Adorno diz que a queimadura causada por álcool costuma ter uma gravidade maior. “Além do quadro agudo, que pode causar morte, grande parte dos pacientes fica com cicatrizes deformantes, limitações, problemas físicos que exigem cuidado especial para sempre. Há ainda um estigma que dificulta a convivência. Ele sobrevive, mas com muita dificuldade. Hoje, a queimadura é tida como a quarta causa de anos de vida perdidos por incapacidade”, afirma o médico.
O paciente internado precisa passar por desbridamento, procedimento no qual, com uma lâmina, o tecido necrosado e queimado é removido a fim de que a cicatrização melhore. Além disso, há a necessidade de vários curativos, cirurgias e enxertos (em que a pele de uma parte do corpo é retirada para que seja colocada na área afetada). A equipe de atendimento deve ser multiprofissional, com fisioterapeuta, enfermeiro, cirurgião plástico, clínico geral e intensivista. “É um tratamento caro. Atualmente, o SUS prevê que o gasto gira entre R$ 1 mil e R$ 5 mil por dia para um queimado”, conta Adorno.
Mesmo com todos os procedimentos e acompanhamento profissional, a pele não se regenera, e a região queimada vai ter cicatrizes para sempre. Além das consequências físicas, ainda ficam as emocionais: muitos dos queimados precisam de atendimento psiquiátrico e psicológico para aprender a viver com a própria condição.
Leiliane é uma dessas pessoas. Ela se considera uma mulher vaidosa, e a queimadura extensa em uma área tão exposta mexeu com a sua cabeça. “Eu não aceitava que aquilo tivesse acontecido comigo, nem me aceitava naquela condição. Meus seios queimados, foi algo que mexeu muito comigo como mulher”, lembra. Hoje, ela faz acompanhamento com psiquiatra e toma remédios controlados para conseguir levar a vida.
A auxiliar de cozinha também sofre com o olhar cheio de preconceito dos outros. Até hoje, não conseguiu um novo emprego. Além de sofrer com o calor, já que a pele agora é muito sensível, ela não consegue sequer uma oportunidade. “Eles olham pra mim, e acham que eu vou trazer problemas. Eu queria muito voltar a trabalhar”, afirma.
Desempregada, Leiliane também não consegue auxílio do governo. Ela contratou um advogado, mas o laudo do Hran não foi suficiente para provar que precisa de ajuda financeira para sobreviver devido a um acidente causado, em primeiro lugar, pela falta de dinheiro. Agora, passou por uma perícia com o psiquiatra, e espera finalmente sensibilizar o governo.

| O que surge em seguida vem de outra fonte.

//! CLI command definitions, routing, and tracing setup.

use std::path::{Path, PathBuf};
use std::time::Duration;

use clap::{Parser, Subcommand};
use color_eyre::eyre::{Result, eyre};
use indicatif::{ProgressBar, ProgressStyle};
use kbharvest_core::{ProgressReporter, download_pdfs, harvest, write_aggregate, write_json};
use kbharvest_shared::{
    AppConfig, DownloadConfig, DownloadEntry, ExtractionRecord, HarvestConfig, SourceOutcome,
    init_config, load_config, load_config_from,
};
use tracing::info;

// ---------------------------------------------------------------------------
// CLI structure
// ---------------------------------------------------------------------------

/// kbharvest: turn topic web pages into knowledge-base JSON.
#[derive(Parser)]
#[command(
    name = "kbharvest",
    version,
    about = "Harvest titled sections from web pages into knowledge-base JSON.",
    long_about = None,
)]
pub(crate) struct Cli {
    /// Log format: text (default) or json.
    #[arg(long, default_value = "text", global = true)]
    pub log_format: LogFormat,

    /// Verbosity level (-v, -vv, -vvv).
    #[arg(short, long, action = clap::ArgAction::Count, global = true)]
    pub verbose: u8,

    /// Config file to use instead of ~/.kbharvest/kbharvest.toml.
    #[arg(long, global = true, env = "KBHARVEST_CONFIG")]
    pub config: Option<PathBuf>,

    #[command(subcommand)]
    pub command: Command,
}

/// Log output format.
#[derive(Clone, Debug, clap::ValueEnum)]
pub(crate) enum LogFormat {
    Text,
    Json,
}

/// Top-level CLI subcommands.
#[derive(Subcommand)]
pub(crate) enum Command {
    /// Fetch every configured source and write the aggregate JSON.
    Harvest {
        /// Output JSON path (overrides `harvest.output`).
        #[arg(short, long)]
        output: Option<PathBuf>,

        /// Key naming each record's section array (overrides `harvest.info_key`).
        #[arg(long)]
        info_key: Option<String>,

        /// Seconds to wait between sources (overrides `harvest.delay_secs`).
        #[arg(long)]
        delay: Option<f64>,
    },

    /// Download every configured PDF and write the manifest.
    Download {
        /// Target directory (overrides `downloads.dir`).
        #[arg(short, long)]
        dir: Option<PathBuf>,

        /// Manifest JSON path (overrides `downloads.manifest`).
        #[arg(long)]
        manifest: Option<PathBuf>,
    },

    /// Configuration management.
    Config {
        /// Config subcommand.
        #[command(subcommand)]
        action: ConfigAction,
    },
}

/// Config subcommands.
#[derive(Subcommand)]
pub(crate) enum ConfigAction {
    /// Write the starter config (epilepsy and pregnancy sources and PDFs).
    Init,
    /// Show resolved configuration.
    Show,
}

// ---------------------------------------------------------------------------
// Tracing setup
// ---------------------------------------------------------------------------

/// Initialize tracing based on CLI flags.
pub(crate) fn init_tracing(cli: &Cli) {
    use tracing_subscriber::{EnvFilter, fmt};

    let filter = match cli.verbose {
        0 => "kbharvest=info",
        1 => "kbharvest=debug",
        _ => "kbharvest=trace",
    };

    let env_filter = EnvFilter::try_from_default_env().unwrap_or_else(|_| EnvFilter::new(filter));

    match cli.log_format {
        LogFormat::Text => {
            fmt()
                .with_env_filter(env_filter)
                .with_target(false)
                .with_writer(std::io::stderr)
                .init();
        }
        LogFormat::Json => {
            fmt()
                .json()
                .with_env_filter(env_filter)
                .with_writer(std::io::stderr)
                .init();
        }
    }
}

// ---------------------------------------------------------------------------
// Command dispatch
// ---------------------------------------------------------------------------

/// Run the CLI command.
pub(crate) async fn run(cli: Cli) -> Result<()> {
    let config_path = cli.config.as_deref();
    match cli.command {
        Command::Harvest {
            output,
            info_key,
            delay,
        } => {
            let config = resolve_config(config_path)?;
            let overrides = HarvestOverrides {
                output,
                info_key,
                delay,
            };
            cmd_harvest(&config, overrides).await
        }
        Command::Download { dir, manifest } => {
            let config = resolve_config(config_path)?;
            cmd_download(&config, dir, manifest).await
        }
        Command::Config { action } => match action {
            ConfigAction::Init => cmd_config_init(),
            ConfigAction::Show => cmd_config_show(config_path),
        },
    }
}

fn resolve_config(path: Option<&Path>) -> Result<AppConfig> {
    let config = match path {
        Some(p) => load_config_from(p)?,
        None => load_config()?,
    };
    Ok(config)
}

/// Command-line values that take precedence over the config file.
#[derive(Debug, Default)]
struct HarvestOverrides {
    output: Option<PathBuf>,
    info_key: Option<String>,
    delay: Option<f64>,
}

impl HarvestOverrides {
    fn apply(self, mut config: HarvestConfig) -> Result<HarvestConfig> {
        if let Some(output) = self.output {
            config.output = output;
        }
        if let Some(key) = self.info_key {
            if key.trim().is_empty() {
                return Err(eyre!("--info-key must not be empty"));
            }
            config.info_key = key;
        }
        if let Some(secs) = self.delay {
            config.delay = Duration::try_from_secs_f64(secs)
                .map_err(|_| eyre!("--delay must be a non-negative number of seconds, got {secs}"))?;
        }
        Ok(config)
    }
}

// ---------------------------------------------------------------------------
// Command handlers
// ---------------------------------------------------------------------------

async fn cmd_harvest(config: &AppConfig, overrides: HarvestOverrides) -> Result<()> {
    if config.sources.is_empty() {
        return Err(eyre!(
            "no sources configured; add [[sources]] entries to the config file"
        ));
    }

    let harvest_config = overrides.apply(HarvestConfig::from(config))?;

    info!(
        sources = config.sources.len(),
        output = %harvest_config.output.display(),
        info_key = %harvest_config.info_key,
        "harvesting knowledge base"
    );

    let reporter = CliProgress::new();
    let result = harvest(&config.sources, &harvest_config, &reporter).await?;
    reporter.finish();

    write_aggregate(&harvest_config.output, &result, &harvest_config.info_key)?;

    let info = &result.extraction_info;
    println!();
    println!("  Harvest complete!");
    println!(
        "  Sources:  {}/{} extracted",
        info.successful_extractions, info.total_sources
    );
    println!("  Failed:   {}", result.failed_count());
    println!("  Sections: {}", result.section_count());
    println!("  Output:   {}", harvest_config.output.display());
    println!();

    Ok(())
}

async fn cmd_download(
    config: &AppConfig,
    dir: Option<PathBuf>,
    manifest: Option<PathBuf>,
) -> Result<()> {
    if config.pdfs.is_empty() {
        return Err(eyre!(
            "no PDFs configured; add [[pdfs]] entries to the config file"
        ));
    }

    let mut download_config = DownloadConfig::from(config);
    if let Some(dir) = dir {
        download_config.dir = dir;
    }
    if let Some(manifest) = manifest {
        download_config.manifest = manifest;
    }

    info!(
        pdfs = config.pdfs.len(),
        dir = %download_config.dir.display(),
        "downloading PDFs"
    );

    let reporter = CliProgress::new();
    let manifest = download_pdfs(&config.pdfs, &download_config, &reporter).await?;
    reporter.finish();

    write_json(&download_config.manifest, &manifest)?;

    let info = &manifest.extraction_info;
    println!();
    println!("  Downloads complete!");
    println!(
        "  PDFs:      {}/{} verified",
        info.successful_downloads, info.total_pdfs
    );
    println!("  Failed:    {}", info.failed_downloads);
    println!("  Directory: {}", download_config.dir.display());
    println!("  Manifest:  {}", download_config.manifest.display());
    println!();

    Ok(())
}

fn cmd_config_init() -> Result<()> {
    let path = init_config()?;
    println!("Config initialized at: {}", path.display());
    Ok(())
}

fn cmd_config_show(path: Option<&Path>) -> Result<()> {
    let config = resolve_config(path)?;
    let toml_str = toml::to_string_pretty(&config)?;
    println!("{toml_str}");
    Ok(())
}

// ---------------------------------------------------------------------------
// CLI progress reporter
// ---------------------------------------------------------------------------

/// CLI progress reporter using an indicatif spinner.
struct CliProgress {
    spinner: ProgressBar,
}

impl CliProgress {
    fn new() -> Self {
        let spinner = ProgressBar::new_spinner();
        let style = ProgressStyle::with_template("{spinner:.cyan} {msg}")
            .unwrap_or_else(|_| ProgressStyle::default_spinner())
            .tick_strings(&["⠋", "⠙", "⠹", "⠸", "⠼", "⠴", "⠦", "⠧", "⠇", "⠏"]);
        spinner.set_style(style);
        spinner.enable_steady_tick(Duration::from_millis(80));
        Self { spinner }
    }

    fn finish(&self) {
        self.spinner.finish_and_clear();
    }
}

impl ProgressReporter for CliProgress {
    fn phase(&self, name: &str) {
        self.spinner.set_message(name.to_string());
    }

    fn item_started(&self, name: &str, current: usize, total: usize) {
        self.spinner
            .set_message(format!("[{current}/{total}] {name}"));
    }

    fn source_finished(&self, record: &ExtractionRecord) {
        let line = match &record.outcome {
            SourceOutcome::Extracted => {
                format!("  ✓ {} ({} sections)", record.source, record.sections.len())
            }
            SourceOutcome::Empty => format!("  - {} (no relevant sections)", record.source),
            SourceOutcome::Failed { error } => format!("  ✗ {}: {error}", record.source),
        };
        self.spinner.println(line);
    }

    fn download_finished(&self, entry: &DownloadEntry) {
        let line = match (&entry.error, entry.size) {
            (None, Some(size)) => format!("  ✓ {} ({size} bytes)", entry.filename),
            (None, None) => format!("  ✓ {}", entry.filename),
            (Some(error), _) => format!("  ✗ {}: {error}", entry.filename),
        };
        self.spinner.println(line);
    }
}

#[cfg(test)]
mod tests {
    use super::*;

    #[test]
    fn parses_harvest_overrides() {
        let cli = Cli::try_parse_from([
            "kbharvest",
            "-vv",
            "--config",
            "custom.toml",
            "harvest",
            "--output",
            "out/kb.json",
            "--info-key",
            "pregnancy_info",
            "--delay",
            "0.5",
        ])
        .unwrap();

        assert_eq!(cli.verbose, 2);
        assert_eq!(cli.config.as_deref(), Some(Path::new("custom.toml")));
        match cli.command {
            Command::Harvest {
                output,
                info_key,
                delay,
            } => {
                assert_eq!(output, Some(PathBuf::from("out/kb.json")));
                assert_eq!(info_key.as_deref(), Some("pregnancy_info"));
                assert_eq!(delay, Some(0.5));
            }
            _ => panic!("expected harvest command"),
        }
    }

    #[test]
    fn overrides_replace_config_values() {
        let base = HarvestConfig::from(&AppConfig::default());
        let overrides = HarvestOverrides {
            output: Some(PathBuf::from("kb.json")),
            info_key: Some("epilepsy_info".into()),
            delay: Some(0.0),
        };

        let config = overrides.apply(base).unwrap();
        assert_eq!(config.output, PathBuf::from("kb.json"));
        assert_eq!(config.info_key, "epilepsy_info");
        assert!(config.delay.is_zero());
    }

    #[test]
    fn negative_delay_is_rejected() {
        let base = HarvestConfig::from(&AppConfig::default());
        let overrides = HarvestOverrides {
            delay: Some(-1.0),
            ..HarvestOverrides::default()
        };
        assert!(overrides.apply(base).is_err());
    }

    #[test]
    fn empty_info_key_is_rejected() {
        let base = HarvestConfig::from(&AppConfig::default());
        let overrides = HarvestOverrides {
            info_key: Some("  ".into()),
            ..HarvestOverrides::default()
        };
        assert!(overrides.apply(base).is_err());
    }

    #[test]
    fn defaults_keep_config_values() {
        let base = HarvestConfig::from(&AppConfig::default());
        let config = HarvestOverrides::default().apply(base).unwrap();
        assert_eq!(config.info_key, "sections");
        assert_eq!(config.delay, Duration::from_secs(2));
        assert_eq!(config.output, PathBuf::from("knowledge_base.json"));
    }
}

Depois do acidente que mudou sua vida, a auxiliar de cozinha conta que ficou traumatizada com álcool, e comprar gás se tornou prioridade na casa dela. Ela, a filha e o marido vivem apenas com o salário dele, mas o gás está sempre pago. “Tenho trauma. Nunca mais peguei em álcool. Se a gente fica sem gás aqui, vou para a casa da minha tia e a gente come lá até conseguir comprar o botijão”, explica.
Em chamas
“A grande diferença desse tipo de incêndio é que ele começa com a pessoa muito perto do local, aumentando o risco de danos e queimaduras mais graves. Se o fogo se alastrar, é importante sair o mais rapidamente possível do ambiente, sem se preocupar com bens materiais, e procurar a orientação dos bombeiros ou atendimento médico o quanto antes”, ensina o primeiro-tenente Gabriel Amaral, do Grupamento de Prevenção e Combate a Incêndio Urbano do Corpo de Bombeiros Militar do Distrito Federal.
A recomendação é resfriar a área queimada com água em temperatura ambiente e corrente. Não se deve usar gelo – a pele atingida perde a sensibilidade no momento da queimadura, e pode acabar piorando pela baixa temperatura. O ideal é que a região fique debaixo d’água por cerca de 20 minutos.
Pimeiros Socorros
- Coloque a região debaixo de água corrente, em temperatura ambiente, por cerca de 20 minutos.
- Retire roupas, joias e sapatos da vítima, pois o inchaço é comum nesse tipo de lesão. Caso algum tecido esteja grudado na queimadura, não tente removê-lo.
- Cubra a região com um pano limpo, de tecido de algodão.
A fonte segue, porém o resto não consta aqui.